An imprecise proximation of the embodiment of Town, Country, and Town-Country for those subscribing to the Free Darko ethos might be transliterated a bit like the following:
TOWN: Kevin Garnett, New York Knicks, Vince Carter, Los Angeles Lakers, Baron Davis, Allen Iverson
COUNTRY: Kevin Durant, Memphis Grizzlies, Tyrus Thomas, Portland Trailblazers, Gerald Green
TOWN-COUNTRY: Amare Stoudemire, Chris Paul, Phoenix '04-'05, Josh Smith, Gerald Wallace, Dwight Howard
At the very basic level, both basketball and city planning are typically governed by rules— limitations agreed upon by lawmakers. Some rules are functionally utilitarian (e.g. green lines and 3-point arc placement, the 3-second rule and rent-control, the hand-check rule and city bonds), while the excessive arbitrariness of other rules can frustrate and undermine the very purpose of the establishment (e.g. the NBA dress code and Post-Giuliani Times Square). Nostalgia persists throughout many circles of NBA fans, a zeitgeist for consistent and stylized triple-digit scoring. A livable city. A productive society.

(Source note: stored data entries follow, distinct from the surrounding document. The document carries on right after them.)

//! Uncached list query driven by a dependency value.
//!
//! Inspired by TanStack Query's hooks, `ListQuery<D>` runs a fetch function
//! whenever its dependencies change and exposes `{ data, is_loading, error }`.
//! Responses are normalized to a list (see [`crate::normalize`]). Nothing is
//! cached and nothing is retried; for that, route the fetch through
//! [`crate::cache::QueryCache`].
//!
//! # Example
//!
//! ```ignore
//! let api = client.clone();
//! let mut query = ListQuery::new(move || {
//!     let api = api.clone();
//!     async move { api.get_json("/professionals", &params).await }
//! });
//!
//! // On every render / input change
//! query.set_deps((city.clone(), page));
//!
//! // In event loop tick
//! if query.poll() {
//!     // State changed, trigger re-render
//! }
//!
//! // When the view goes away
//! query.unmount();
//! ```

use futures::future::BoxFuture;
use futures::FutureExt;
use serde_json::{Map, Value};
use std::future::Future;
use std::sync::atomic::{AtomicBool, Ordering};
use std::sync::Arc;
use std::time::Instant;
use tokio::sync::mpsc;

use crate::error::FetchError;
use crate::normalize::{normalize, NormalizedList};

/// State exposed to the consumer of a list query.
#[derive(Debug, Clone, Default)]
pub struct ListState {
  pub data: Vec<Value>,
  /// Envelope fields next to `data` (`total`, `page`, ...)
  pub meta: Map<String, Value>,
  pub is_loading: bool,
  pub error: Option<FetchError>,
  /// Last response had no recognizable list in it
  pub shape_mismatch: bool,
}

type FetcherFn = Box<dyn Fn() -> BoxFuture<'static, Result<Value, FetchError>> + Send + Sync>;

/// One run of the fetch function.
struct Invocation {
  cancelled: Arc<AtomicBool>,
  receiver: mpsc::UnboundedReceiver<Result<Value, FetchError>>,
}

impl Invocation {
  fn cancel(self) {
    self.cancelled.store(true, Ordering::SeqCst);
  }
}

/// Dependency-driven list fetch with cancellation of superseded runs.
pub struct ListQuery<D> {
  state: ListState,
  fetcher: FetcherFn,
  deps: Option<D>,
  current: Option<Invocation>,
  fetched_at: Option<Instant>,
  unmounted: bool,
}

impl<D: PartialEq> ListQuery<D> {
  /// Create a query around `fetcher`. Nothing runs until `set_deps` or `refetch`.
  pub fn new<F, Fut>(fetcher: F) -> Self
  where
    F: Fn() -> Fut + Send + Sync + 'static,
    Fut: Future<Output = Result<Value, FetchError>> + Send + 'static,
  {
    Self {
      state: ListState::default(),
      fetcher: Box::new(move || fetcher().boxed()),
      deps: None,
      current: None,
      fetched_at: None,
      unmounted: false,
    }
  }

  /// Record the current dependencies; runs the fetch if they changed.
  ///
  /// The first call always runs. Returns whether a fetch was started.
  pub fn set_deps(&mut self, deps: D) -> bool {
    if self.unmounted || self.deps.as_ref() == Some(&deps) {
      return false;
    }
    self.deps = Some(deps);
    self.start();
    true
  }

  /// Run the fetch again with the current dependencies.
  pub fn refetch(&mut self) {
    if !self.unmounted {
      self.start();
    }
  }

  /// Tear down: the in-flight result (if any) is discarded and no further
  /// fetches run.
  pub fn unmount(&mut self) {
    self.unmounted = true;
    if let Some(invocation) = self.current.take() {
      invocation.cancel();
    }
    self.state.is_loading = false;
  }

  pub fn is_unmounted(&self) -> bool {
    self.unmounted
  }

  pub fn state(&self) -> &ListState {
    &self.state
  }

  pub fn data(&self) -> &[Value] {
    &self.state.data
  }

  pub fn is_loading(&self) -> bool {
    self.state.is_loading
  }

  pub fn error(&self) -> Option<&FetchError> {
    self.state.error.as_ref()
  }

  pub fn shape_mismatch(&self) -> bool {
    self.state.shape_mismatch
  }

  /// When the last successful response arrived.
  pub fn fetched_at(&self) -> Option<Instant> {
    self.fetched_at
  }

  /// Apply a settled result without blocking.
  ///
  /// Returns `true` if the state changed. Call this in your event loop tick handler.
  pub fn poll(&mut self) -> bool {
    let invocation = match &mut self.current {
      Some(invocation) => invocation,
      None => return false,
    };

    match invocation.receiver.try_recv() {
      Ok(result) => {
        self.current = None;
        self.apply(result);
        true
      }
      Err(mpsc::error::TryRecvError::Empty) => false,
      Err(mpsc::error::TryRecvError::Disconnected) => {
        self.current = None;
        self.apply(Err(FetchError::msg("query was cancelled")));
        true
      }
    }
  }

  /// Wait for the current invocation to settle and apply its result.
  ///
  /// Returns `false` if nothing was in flight.
  pub async fn settle(&mut self) -> bool {
    let invocation = match &mut self.current {
      Some(invocation) => invocation,
      None => return false,
    };

    let result = invocation
      .receiver
      .recv()
      .await
      .unwrap_or_else(|| Err(FetchError::msg("query was cancelled")));
    self.current = None;
    self.apply(result);
    true
  }

  fn apply(&mut self, result: Result<Value, FetchError>) {
    self.state.is_loading = false;
    match result {
      Ok(value) => {
        let NormalizedList {
          items,
          meta,
          shape_mismatch,
        } = normalize(value);
        self.state.data = items;
        self.state.meta = meta;
        self.state.shape_mismatch = shape_mismatch;
        self.state.error = None;
        self.fetched_at = Some(Instant::now());
      }
      Err(error) => {
        tracing::debug!(error = %error, "list query failed");
        self.state.data = Vec::new();
        self.state.meta = Map::new();
        self.state.shape_mismatch = false;
        self.state.error = Some(error);
      }
    }
  }

  fn start(&mut self) {
    if let Some(previous) = self.current.take() {
      previous.cancel();
    }

    let (tx, rx) = mpsc::unbounded_channel();
    let cancelled = Arc::new(AtomicBool::new(false));
    self.current = Some(Invocation {
      cancelled: Arc::clone(&cancelled),
      receiver: rx,
    });
    self.state.is_loading = true;

    let future = (self.fetcher)();
    tokio::spawn(async move {
      let result = future.await;
      if !cancelled.load(Ordering::SeqCst) {
        // Ignore send errors - receiver may have been dropped
        let _ = tx.send(result);
      }
    });
  }
}

impl<D> Drop for ListQuery<D> {
  fn drop(&mut self) {
    if let Some(invocation) = self.current.take() {
      invocation.cancel();
    }
  }
}

impl<D: std::fmt::Debug> std::fmt::Debug for ListQuery<D> {
  fn fmt(&self, f: &mut std::fmt::Formatter<'_>) -> std::fmt::Result {
    f.debug_struct("ListQuery")
      .field("state", &self.state)
      .field("deps", &self.deps)
      .field("fetched_at", &self.fetched_at)
      .field("unmounted", &self.unmounted)
      .finish_non_exhaustive()
  }
}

Progress has been made. The previously mentioned 3-second rule and the hand-check rule have been tremendous innovations for the League and enabled not just a transformative style of play, but statistical efficiency as well, thereby pleasing traditionalists and basketball modernists. In an extremely informative 2007 interview with Stu Jackson, Executive Vice President of Basketball Operations for the NBA, he explained precisely how such rule realignments calibrate the entire system:
Because our rules are more focused on keeping the middle open and offering more opportunities for players to cut and penetrate the basketball in the middle of the floor, the quality of our perimeter shots has gone up and we’re also getting more higher-percentage shots inside.Field Goal Percentage increased steadily from 2003-2007, and we assume there was a direct correlation to these executive planning decisions. The logical extension of this analysis into the realm of urban planning and governance would be to consider rule changes like fuel-efficiency standards, building code regulations, tax breaks for developments achieving LEED standards, etc. In an artificial market, being an early adopter to such progressive innovation before government dictates your competitors to comply significantly decreases your overall potential for success; however, if you can foresee sudden shifts in the market, you sometimes stand to win as a first-mover. I would contend that teams like the Memphis Grizzlies and the Atlanta Hawks that have focused on an untraditional and potentially cost-effective approach of versatile and athletic players could benefit greatly if their vision of the League materializes; otherwise, pictures of their rosters could appear on paleofuture.com.
(photo: Jill Allyn Stafford)
It doesn’t take a social scientist to figure out that the way in which Howard’s vision was applied in reality was extremely flawed. Le Corbusier’s “modern” architectural work, in retrospect, has been criticized as isolating and monolithic. New urbanism is on the rise, and coaches will continue to experiment with lineups to achieve pareto optimal results. This is not the death of the big man, nor is it the birth of a new guard.
This is athletics as architecture. Sport as city.